Exercise brief: Check every line below for the word "width" and copy each one that has it.

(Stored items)
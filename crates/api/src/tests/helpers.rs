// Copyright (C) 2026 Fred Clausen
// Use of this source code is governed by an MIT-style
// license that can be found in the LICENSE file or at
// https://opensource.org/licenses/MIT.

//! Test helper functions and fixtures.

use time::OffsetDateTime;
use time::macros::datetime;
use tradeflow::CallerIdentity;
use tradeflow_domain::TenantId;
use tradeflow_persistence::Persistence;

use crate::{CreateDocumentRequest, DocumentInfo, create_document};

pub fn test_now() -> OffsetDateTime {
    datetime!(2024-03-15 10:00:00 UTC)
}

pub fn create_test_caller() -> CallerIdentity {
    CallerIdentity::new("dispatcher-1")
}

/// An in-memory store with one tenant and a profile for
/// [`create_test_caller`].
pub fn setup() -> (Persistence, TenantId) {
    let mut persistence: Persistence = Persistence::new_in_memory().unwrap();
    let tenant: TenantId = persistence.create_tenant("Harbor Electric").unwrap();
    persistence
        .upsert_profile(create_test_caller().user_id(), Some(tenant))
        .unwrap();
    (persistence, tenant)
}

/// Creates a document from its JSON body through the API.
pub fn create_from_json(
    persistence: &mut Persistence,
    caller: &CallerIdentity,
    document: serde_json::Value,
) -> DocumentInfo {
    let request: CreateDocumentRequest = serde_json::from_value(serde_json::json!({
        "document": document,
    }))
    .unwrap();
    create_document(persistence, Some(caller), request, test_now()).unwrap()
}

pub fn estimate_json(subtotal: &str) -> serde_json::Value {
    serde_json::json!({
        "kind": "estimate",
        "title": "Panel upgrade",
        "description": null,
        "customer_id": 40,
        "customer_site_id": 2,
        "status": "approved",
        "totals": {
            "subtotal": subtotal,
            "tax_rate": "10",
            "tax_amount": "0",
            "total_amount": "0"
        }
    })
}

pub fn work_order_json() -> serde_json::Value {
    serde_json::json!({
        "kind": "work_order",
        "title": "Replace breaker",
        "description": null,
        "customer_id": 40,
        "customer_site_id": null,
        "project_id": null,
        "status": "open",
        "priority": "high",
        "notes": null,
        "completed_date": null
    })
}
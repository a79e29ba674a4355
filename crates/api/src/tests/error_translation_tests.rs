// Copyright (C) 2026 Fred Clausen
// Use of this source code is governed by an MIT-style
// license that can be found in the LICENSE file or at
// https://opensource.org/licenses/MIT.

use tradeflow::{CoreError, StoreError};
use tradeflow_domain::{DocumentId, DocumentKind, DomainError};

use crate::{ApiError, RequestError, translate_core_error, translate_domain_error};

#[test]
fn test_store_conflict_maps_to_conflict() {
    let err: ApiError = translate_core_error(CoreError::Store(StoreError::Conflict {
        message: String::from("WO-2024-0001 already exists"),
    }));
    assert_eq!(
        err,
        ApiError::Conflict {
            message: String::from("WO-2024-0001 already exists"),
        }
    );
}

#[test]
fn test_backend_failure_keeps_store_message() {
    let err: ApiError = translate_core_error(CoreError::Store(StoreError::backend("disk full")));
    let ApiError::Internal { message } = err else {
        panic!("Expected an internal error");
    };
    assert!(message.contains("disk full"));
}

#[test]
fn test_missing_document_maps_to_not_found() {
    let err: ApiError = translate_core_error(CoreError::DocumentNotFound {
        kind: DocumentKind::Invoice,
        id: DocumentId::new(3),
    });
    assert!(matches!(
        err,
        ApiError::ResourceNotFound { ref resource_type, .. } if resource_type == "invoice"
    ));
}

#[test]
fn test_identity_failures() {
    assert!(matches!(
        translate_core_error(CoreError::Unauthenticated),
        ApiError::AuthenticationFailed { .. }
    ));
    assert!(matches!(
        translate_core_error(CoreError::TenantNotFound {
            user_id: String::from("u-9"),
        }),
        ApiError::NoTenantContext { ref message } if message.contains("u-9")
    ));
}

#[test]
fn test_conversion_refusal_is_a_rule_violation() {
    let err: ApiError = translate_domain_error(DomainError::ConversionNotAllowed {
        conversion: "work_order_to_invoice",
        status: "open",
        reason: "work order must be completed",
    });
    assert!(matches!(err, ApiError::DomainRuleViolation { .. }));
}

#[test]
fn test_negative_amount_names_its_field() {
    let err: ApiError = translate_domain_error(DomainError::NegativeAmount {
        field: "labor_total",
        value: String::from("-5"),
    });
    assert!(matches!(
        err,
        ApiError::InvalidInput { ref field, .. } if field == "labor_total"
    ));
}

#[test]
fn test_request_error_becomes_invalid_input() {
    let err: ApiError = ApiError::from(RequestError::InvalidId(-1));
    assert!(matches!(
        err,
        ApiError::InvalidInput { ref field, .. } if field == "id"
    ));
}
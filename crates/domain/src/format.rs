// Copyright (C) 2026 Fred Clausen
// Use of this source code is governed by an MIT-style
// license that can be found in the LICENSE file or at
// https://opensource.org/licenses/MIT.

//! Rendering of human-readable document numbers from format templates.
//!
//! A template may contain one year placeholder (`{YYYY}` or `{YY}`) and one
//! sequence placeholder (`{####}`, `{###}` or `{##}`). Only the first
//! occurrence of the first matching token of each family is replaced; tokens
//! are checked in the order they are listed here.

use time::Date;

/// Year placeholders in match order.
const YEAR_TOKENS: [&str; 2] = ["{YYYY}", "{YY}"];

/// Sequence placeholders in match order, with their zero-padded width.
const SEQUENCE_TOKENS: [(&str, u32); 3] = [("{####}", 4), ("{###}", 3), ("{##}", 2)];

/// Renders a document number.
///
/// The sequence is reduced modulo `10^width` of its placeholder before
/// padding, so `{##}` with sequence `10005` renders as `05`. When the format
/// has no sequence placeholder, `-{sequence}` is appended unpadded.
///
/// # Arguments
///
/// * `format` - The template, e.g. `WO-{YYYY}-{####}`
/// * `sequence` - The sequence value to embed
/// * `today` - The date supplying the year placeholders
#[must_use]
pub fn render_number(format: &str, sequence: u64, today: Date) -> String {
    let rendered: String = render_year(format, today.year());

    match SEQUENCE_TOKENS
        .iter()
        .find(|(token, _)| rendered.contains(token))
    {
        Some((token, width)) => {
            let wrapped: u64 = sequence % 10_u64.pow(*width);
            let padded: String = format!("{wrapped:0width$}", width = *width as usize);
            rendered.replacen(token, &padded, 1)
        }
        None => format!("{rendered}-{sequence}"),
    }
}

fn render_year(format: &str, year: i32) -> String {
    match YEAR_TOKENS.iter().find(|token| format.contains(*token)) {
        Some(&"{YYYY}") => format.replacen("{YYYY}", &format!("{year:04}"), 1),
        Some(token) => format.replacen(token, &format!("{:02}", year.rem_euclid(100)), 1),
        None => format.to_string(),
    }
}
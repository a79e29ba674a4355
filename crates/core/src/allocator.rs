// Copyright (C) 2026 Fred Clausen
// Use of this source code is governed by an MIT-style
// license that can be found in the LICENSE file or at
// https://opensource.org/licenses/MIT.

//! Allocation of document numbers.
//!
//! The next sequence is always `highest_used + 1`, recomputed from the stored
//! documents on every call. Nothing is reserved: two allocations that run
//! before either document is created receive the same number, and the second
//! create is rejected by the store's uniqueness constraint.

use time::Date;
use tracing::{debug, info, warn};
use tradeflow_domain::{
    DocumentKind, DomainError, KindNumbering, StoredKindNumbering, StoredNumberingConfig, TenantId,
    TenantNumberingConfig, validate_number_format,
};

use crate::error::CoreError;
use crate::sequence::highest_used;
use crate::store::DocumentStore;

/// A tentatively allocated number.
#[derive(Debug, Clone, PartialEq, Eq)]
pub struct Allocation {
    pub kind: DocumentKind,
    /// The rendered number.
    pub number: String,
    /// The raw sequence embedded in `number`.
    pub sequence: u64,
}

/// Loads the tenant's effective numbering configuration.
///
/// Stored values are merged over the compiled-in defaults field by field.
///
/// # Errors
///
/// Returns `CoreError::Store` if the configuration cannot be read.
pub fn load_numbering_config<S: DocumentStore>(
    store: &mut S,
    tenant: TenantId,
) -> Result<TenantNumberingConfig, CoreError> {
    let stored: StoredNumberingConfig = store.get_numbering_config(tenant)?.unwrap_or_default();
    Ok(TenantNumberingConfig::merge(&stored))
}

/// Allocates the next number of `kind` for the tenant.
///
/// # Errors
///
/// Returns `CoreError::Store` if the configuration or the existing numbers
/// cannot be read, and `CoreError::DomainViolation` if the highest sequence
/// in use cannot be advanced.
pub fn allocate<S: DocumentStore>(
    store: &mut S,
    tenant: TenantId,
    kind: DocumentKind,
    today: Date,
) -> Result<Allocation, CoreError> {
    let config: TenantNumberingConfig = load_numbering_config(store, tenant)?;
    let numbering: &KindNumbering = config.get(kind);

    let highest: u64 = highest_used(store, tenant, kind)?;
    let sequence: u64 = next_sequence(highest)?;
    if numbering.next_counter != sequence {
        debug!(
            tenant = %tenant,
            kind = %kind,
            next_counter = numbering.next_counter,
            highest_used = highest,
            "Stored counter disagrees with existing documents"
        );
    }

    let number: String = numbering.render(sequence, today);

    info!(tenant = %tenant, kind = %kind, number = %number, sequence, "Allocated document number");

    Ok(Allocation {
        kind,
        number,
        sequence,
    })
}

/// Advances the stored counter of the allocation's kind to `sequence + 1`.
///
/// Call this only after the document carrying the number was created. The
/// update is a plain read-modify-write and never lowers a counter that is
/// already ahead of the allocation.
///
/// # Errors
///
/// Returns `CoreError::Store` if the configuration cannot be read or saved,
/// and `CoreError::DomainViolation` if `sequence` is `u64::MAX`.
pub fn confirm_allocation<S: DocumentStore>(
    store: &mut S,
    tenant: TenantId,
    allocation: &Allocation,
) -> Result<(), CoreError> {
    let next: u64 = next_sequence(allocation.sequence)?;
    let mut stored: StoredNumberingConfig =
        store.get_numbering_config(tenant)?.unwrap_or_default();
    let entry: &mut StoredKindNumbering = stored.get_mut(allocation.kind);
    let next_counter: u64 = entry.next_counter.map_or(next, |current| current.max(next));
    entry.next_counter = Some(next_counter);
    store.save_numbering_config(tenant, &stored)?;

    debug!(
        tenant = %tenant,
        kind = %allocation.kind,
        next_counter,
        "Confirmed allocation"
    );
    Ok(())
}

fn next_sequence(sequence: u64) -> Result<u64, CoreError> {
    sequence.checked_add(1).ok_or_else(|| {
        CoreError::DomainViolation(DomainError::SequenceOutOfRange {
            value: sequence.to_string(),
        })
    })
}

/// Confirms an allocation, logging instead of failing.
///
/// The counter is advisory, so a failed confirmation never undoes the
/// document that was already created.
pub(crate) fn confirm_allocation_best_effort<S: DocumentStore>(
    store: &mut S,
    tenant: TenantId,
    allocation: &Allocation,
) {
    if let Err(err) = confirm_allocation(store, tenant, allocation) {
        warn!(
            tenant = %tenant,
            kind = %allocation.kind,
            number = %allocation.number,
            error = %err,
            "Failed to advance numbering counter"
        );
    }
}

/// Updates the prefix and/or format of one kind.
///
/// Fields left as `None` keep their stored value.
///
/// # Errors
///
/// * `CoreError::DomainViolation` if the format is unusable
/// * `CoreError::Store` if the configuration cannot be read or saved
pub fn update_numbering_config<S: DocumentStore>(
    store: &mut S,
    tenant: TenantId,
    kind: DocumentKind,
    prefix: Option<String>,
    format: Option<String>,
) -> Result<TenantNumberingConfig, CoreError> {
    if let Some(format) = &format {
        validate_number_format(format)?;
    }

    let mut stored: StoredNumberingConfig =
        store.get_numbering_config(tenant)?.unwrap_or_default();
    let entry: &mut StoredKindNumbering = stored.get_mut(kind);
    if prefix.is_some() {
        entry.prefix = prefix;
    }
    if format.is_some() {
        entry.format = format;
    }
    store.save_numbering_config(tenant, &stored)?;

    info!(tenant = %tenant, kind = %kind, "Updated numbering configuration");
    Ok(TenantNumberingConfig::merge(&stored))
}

...

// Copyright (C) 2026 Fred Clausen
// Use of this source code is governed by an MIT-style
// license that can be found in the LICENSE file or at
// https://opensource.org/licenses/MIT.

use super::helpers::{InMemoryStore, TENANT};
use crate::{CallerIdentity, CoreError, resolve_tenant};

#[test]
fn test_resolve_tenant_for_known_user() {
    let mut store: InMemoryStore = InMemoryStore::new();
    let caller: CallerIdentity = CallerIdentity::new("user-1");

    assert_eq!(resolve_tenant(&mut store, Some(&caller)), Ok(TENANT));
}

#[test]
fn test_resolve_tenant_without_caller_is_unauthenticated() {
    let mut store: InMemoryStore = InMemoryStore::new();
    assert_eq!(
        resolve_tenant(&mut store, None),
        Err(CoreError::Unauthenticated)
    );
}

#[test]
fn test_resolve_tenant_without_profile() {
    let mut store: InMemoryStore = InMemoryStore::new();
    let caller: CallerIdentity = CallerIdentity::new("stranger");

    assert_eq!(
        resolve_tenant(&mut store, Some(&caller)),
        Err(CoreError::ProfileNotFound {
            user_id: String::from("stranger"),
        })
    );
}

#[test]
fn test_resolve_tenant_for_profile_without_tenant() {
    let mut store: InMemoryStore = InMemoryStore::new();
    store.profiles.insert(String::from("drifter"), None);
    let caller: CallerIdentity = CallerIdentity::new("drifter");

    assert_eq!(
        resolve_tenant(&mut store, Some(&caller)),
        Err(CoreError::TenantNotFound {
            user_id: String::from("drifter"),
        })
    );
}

...

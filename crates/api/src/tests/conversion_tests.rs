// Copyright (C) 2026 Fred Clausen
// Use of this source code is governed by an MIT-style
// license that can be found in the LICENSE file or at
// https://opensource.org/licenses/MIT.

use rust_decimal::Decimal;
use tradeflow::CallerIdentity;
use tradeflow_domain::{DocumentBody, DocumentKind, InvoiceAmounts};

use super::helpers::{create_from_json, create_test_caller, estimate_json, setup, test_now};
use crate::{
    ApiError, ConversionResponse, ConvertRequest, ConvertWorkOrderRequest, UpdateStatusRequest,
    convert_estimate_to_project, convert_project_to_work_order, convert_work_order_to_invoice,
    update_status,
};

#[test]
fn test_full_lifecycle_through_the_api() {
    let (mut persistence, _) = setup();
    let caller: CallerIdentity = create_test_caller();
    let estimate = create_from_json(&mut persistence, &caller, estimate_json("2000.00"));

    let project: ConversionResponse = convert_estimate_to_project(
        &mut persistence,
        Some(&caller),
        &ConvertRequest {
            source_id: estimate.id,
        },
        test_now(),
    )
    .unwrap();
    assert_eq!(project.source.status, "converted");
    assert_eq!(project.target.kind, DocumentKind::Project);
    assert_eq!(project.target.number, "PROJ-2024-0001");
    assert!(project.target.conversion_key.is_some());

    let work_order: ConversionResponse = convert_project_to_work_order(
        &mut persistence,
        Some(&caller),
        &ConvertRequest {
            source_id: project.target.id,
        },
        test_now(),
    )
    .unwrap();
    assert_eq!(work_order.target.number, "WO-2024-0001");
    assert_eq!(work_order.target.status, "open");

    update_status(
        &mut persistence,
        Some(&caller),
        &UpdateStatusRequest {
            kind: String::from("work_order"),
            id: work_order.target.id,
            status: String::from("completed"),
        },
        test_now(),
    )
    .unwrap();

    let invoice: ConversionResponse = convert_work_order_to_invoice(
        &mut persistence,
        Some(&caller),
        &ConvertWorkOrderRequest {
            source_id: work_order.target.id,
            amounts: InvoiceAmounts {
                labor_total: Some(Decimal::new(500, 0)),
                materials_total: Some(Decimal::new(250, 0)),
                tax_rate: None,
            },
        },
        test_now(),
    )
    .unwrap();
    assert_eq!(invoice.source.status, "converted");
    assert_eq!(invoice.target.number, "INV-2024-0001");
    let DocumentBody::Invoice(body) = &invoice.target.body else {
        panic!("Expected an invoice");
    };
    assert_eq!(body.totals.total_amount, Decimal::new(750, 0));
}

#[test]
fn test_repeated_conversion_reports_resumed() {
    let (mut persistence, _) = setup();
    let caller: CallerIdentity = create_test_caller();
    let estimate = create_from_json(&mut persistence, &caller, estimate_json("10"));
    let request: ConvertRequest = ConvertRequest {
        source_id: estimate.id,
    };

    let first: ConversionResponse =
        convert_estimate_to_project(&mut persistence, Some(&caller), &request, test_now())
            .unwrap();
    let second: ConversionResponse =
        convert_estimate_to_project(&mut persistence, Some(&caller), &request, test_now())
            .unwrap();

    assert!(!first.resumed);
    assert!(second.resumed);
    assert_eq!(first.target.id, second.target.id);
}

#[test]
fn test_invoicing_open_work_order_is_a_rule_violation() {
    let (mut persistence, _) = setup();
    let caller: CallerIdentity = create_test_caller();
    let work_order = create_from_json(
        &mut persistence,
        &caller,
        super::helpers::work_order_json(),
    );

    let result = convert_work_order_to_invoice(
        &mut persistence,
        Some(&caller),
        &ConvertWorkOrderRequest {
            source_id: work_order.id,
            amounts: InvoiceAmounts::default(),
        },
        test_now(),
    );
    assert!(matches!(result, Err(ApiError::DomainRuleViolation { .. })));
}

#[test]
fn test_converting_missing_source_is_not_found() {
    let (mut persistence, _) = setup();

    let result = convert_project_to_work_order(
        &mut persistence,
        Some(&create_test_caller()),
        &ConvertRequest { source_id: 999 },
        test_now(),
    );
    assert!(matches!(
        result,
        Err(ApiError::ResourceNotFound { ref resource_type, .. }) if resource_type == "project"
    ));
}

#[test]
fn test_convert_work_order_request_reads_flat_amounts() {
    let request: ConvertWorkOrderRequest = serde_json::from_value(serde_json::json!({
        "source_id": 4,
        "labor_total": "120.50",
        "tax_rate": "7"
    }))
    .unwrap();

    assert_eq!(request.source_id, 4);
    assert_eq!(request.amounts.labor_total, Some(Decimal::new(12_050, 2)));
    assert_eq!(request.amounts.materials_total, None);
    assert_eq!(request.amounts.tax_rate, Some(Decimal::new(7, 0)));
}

Answer area:
/// Sequence placeholders in match order, with their zero-padded width.
/// The sequence is reduced modulo `10^width` of its placeholder before
        Some((token, width)) => {
            let wrapped: u64 = sequence % 10_u64.pow(*width);
            let padded: String = format!("{wrapped:0width$}", width = *width as usize);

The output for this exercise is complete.